BrD1 inhibits LPS-induced IL-6 and TNF-α expression in mouse BMDCs. (A) BMDCs from C57BL/6 mice were treated with LPS (100 ng/ml) for 1 to 24 h. (B) BMDCs from C57BL/6 mice were treated with LPS (100 ng/ml) for 24 h or LPS plus BrD1 at different concentrations for 24 h. Levels of IL-6 and TNF-α proteins in supernatants of conditioned media were analyzed by ELISA. *, P < 0.05, and ***, P < 0.001 versus LPS control.

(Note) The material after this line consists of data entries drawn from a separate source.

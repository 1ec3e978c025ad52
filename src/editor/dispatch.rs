//! Every user action the editor understands, routed through one `match`

use std::collections::HashMap;
use tracing::{debug, info, warn};

use super::filter::parse_search;
use super::fragment;
use super::navigation::{self, Direction};
use super::tm::TmSuggestion;
use super::{CopiedTargets, EditView, EditorSession};
use crate::error::{EditorError, EditorResult};
use crate::model::UnitId;
use crate::mt::{self, MtProvider};
use crate::server::{CheckOption, ContextRows, EditorApi, SubmitForm, SubmitKind};

const ALL_DONE: &str = "Congratulations, you walked through all items";

#[derive(Debug, Clone, PartialEq)]
pub enum Command {
    /// Load an arbitrary fragment, as a history change would
    Navigate(String),
    GotoUnit(UnitId),
    GotoPage(u32),
    Next,
    Previous,
    Submit(SubmitForm),
    Suggest(SubmitForm),
    FilterStatus(String),
    FilterChecks(String),
    Search {
        text: String,
        /// Fields ticked in the advanced options, used when the text has no `in:` tokens
        fields: Vec<String>,
    },
    MoreContext,
    LookupTm,
    AcceptSuggestion(u64),
    RejectSuggestion(u64),
    RejectCheck(u64),
    ToggleFuzzy,
    ToggleSuggestMode,
    CopyOriginal,
    MachineTranslate { provider: String },
}

#[derive(Debug, Clone, PartialEq)]
pub enum Outcome {
    View(EditView),
    /// Challenge markup; the submission has to be resent with an answer
    Captcha(String),
    CheckOptions(Vec<CheckOption>),
    Context(ContextRows),
    /// `None` when the lookup found nothing or was superseded
    Tm(Option<Vec<TmSuggestion>>),
    SuggestionAccepted {
        targets: Vec<String>,
        diffs: HashMap<String, HashMap<String, String>>,
    },
    MachineTranslated(Vec<String>),
    Copied(CopiedTargets),
    /// State changed locally or on the server, nothing new to draw
    Updated,
}

pub struct Dispatcher<'a, A: EditorApi + ?Sized> {
    api: &'a A,
    providers: &'a [Box<dyn MtProvider>],
}

impl<'a, A: EditorApi + ?Sized> Dispatcher<'a, A> {
    pub fn new(api: &'a A, providers: &'a [Box<dyn MtProvider>]) -> Self {
        Self { api, providers }
    }

    pub async fn dispatch(
        &self,
        session: &mut EditorSession,
        command: Command,
    ) -> EditorResult<Outcome> {
        debug!("dispatching {:?}", command);
        let api = self.api;

        match command {
            Command::Navigate(fragment) => {
                Ok(Outcome::View(session.apply_fragment(api, &fragment).await?))
            }
            Command::GotoUnit(uid) => Ok(Outcome::View(session.goto_unit(api, uid).await?)),
            Command::GotoPage(page) => Ok(Outcome::View(session.goto_page(api, page).await?)),
            Command::Next => Ok(Outcome::View(session.navigate(api, Direction::Next).await?)),
            Command::Previous => Ok(Outcome::View(
                session.navigate(api, Direction::Previous).await?,
            )),
            Command::Submit(form) => {
                let kind = if session.is_suggest_mode() {
                    SubmitKind::Suggestion
                } else {
                    SubmitKind::Submission
                };
                self.process_submit(session, kind, form).await
            }
            Command::Suggest(form) => {
                self.process_submit(session, SubmitKind::Suggestion, form)
                    .await
            }
            Command::FilterStatus(name) => self.filter_status(session, &name).await,
            Command::FilterChecks(check) => {
                if check == "none" {
                    return Ok(Outcome::Updated);
                }
                let fragment = format!("filter=checks,{}", check);
                Ok(Outcome::View(session.apply_fragment(api, &fragment).await?))
            }
            Command::Search { text, fields } => {
                let fragment = if text.trim().is_empty() {
                    fragment::update_part(session.fragment(), "filter", "all", &["search", "sfields"])
                } else {
                    parse_search(&text, &fields)
                };
                Ok(Outcome::View(session.apply_fragment(api, &fragment).await?))
            }
            Command::MoreContext => Ok(Outcome::Context(session.more_context(api).await?)),
            Command::LookupTm => Ok(Outcome::Tm(session.lookup_tm(api).await?)),
            Command::AcceptSuggestion(suggestion) => {
                let uid = session.active_uid.ok_or(EditorError::NoActiveUnit)?;
                let resp = api.accept_suggestion(uid, suggestion).await?;
                if let Some(unit) = session.cache.unit_mut(uid) {
                    unit.set_targets(&resp.newtargets);
                    unit.isfuzzy = false;
                }
                session.ungo_fuzzy();
                info!("accepted suggestion {} for unit {}", suggestion, uid);
                Ok(Outcome::SuggestionAccepted {
                    targets: resp.newtargets,
                    diffs: resp.newdiffs,
                })
            }
            Command::RejectSuggestion(suggestion) => {
                let uid = session.active_uid.ok_or(EditorError::NoActiveUnit)?;
                api.reject_suggestion(uid, suggestion).await?;
                info!("rejected suggestion {} for unit {}", suggestion, uid);
                Ok(Outcome::Updated)
            }
            Command::RejectCheck(check) => {
                let uid = session.active_uid.ok_or(EditorError::NoActiveUnit)?;
                api.reject_check(uid, check).await?;
                info!("marked check {} of unit {} as false positive", check, uid);
                Ok(Outcome::Updated)
            }
            Command::ToggleFuzzy => {
                session.toggle_fuzzy();
                Ok(Outcome::Updated)
            }
            Command::ToggleSuggestMode => {
                session.toggle_suggest_mode();
                Ok(Outcome::Updated)
            }
            Command::CopyOriginal => {
                let uid = session.active_uid.ok_or(EditorError::NoActiveUnit)?;
                let unit = session.cache.unit(uid).ok_or(EditorError::UnknownUnit(uid))?;
                let sources: Vec<String> = unit.source.iter().map(|f| f.text.clone()).collect();
                let n_targets = unit.target.len().max(1);
                Ok(Outcome::Copied(session.copy_original(&sources, n_targets)))
            }
            Command::MachineTranslate { provider } => {
                let provider = mt::find_provider(self.providers, &provider)
                    .ok_or_else(|| EditorError::provider(&provider, "provider is not enabled"))?;
                Ok(Outcome::MachineTranslated(
                    session.machine_translate(provider).await?,
                ))
            }
        }
    }

    async fn process_submit(
        &self,
        session: &mut EditorSession,
        kind: SubmitKind,
        form: SubmitForm,
    ) -> EditorResult<Outcome> {
        let uid = session.active_uid.ok_or(EditorError::NoActiveUnit)?;
        let resp = self
            .api
            .submit(uid, kind, form.clone(), session.filter.request_params())
            .await?;

        if let Some(captcha) = resp.captcha {
            warn!("server asked for a captcha before accepting unit {}", uid);
            return Ok(Outcome::Captcha(captcha));
        }

        if kind == SubmitKind::Submission
            && let Some(unit) = session.cache.unit_mut(uid)
        {
            unit.set_targets(&form.targets);
            unit.isfuzzy = form.fuzzy;
        }
        info!("{} saved for unit {}", kind.as_str(), uid);

        match navigation::adjacent(&session.cache, uid, Direction::Next) {
            Some(next) => Ok(Outcome::View(session.goto_unit(self.api, next).await?)),
            None => Err(EditorError::Terminal(ALL_DONE.to_string())),
        }
    }

    async fn filter_status(
        &self,
        session: &mut EditorSession,
        name: &str,
    ) -> EditorResult<Outcome> {
        if name == "checks" {
            let checks = self.api.check_options().await?;
            if checks.is_empty() {
                return Err(EditorError::NoResults);
            }
            return Ok(Outcome::CheckOptions(checks));
        }

        let fragment = format!("filter={}", name);
        Ok(Outcome::View(session.apply_fragment(self.api, &fragment).await?))
    }
}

Data are representative of two independent experiments.

Figure 7

Structure-activity relationship of briarane-type diterpenes that confer the inhibition of LPS-induced IL-6 expression in mouse BMDCs. (A) Chemical structures of briarane-type diterpenes 1 to 8. The numbers labeling BrD1 indicate the carbon atoms. (B) The chemical structure of BrD1, and its analogs including BrD1-5C, BrD1-6C, BrD1-7C and BrD1-10C. (C) The chemical structure of BrD1, and its analogs including BrD1-5C, BrD1-6C, BrD1-7C and BrD1-10C. Immature DCs were co-treated with LPS and BrDs at 20 μM. The level of IL-6 proteins in supernatants was determined using ELISA. ***, P < 0.001 versus LPS+BrD1 treatment. Data are representative of two independent experiments.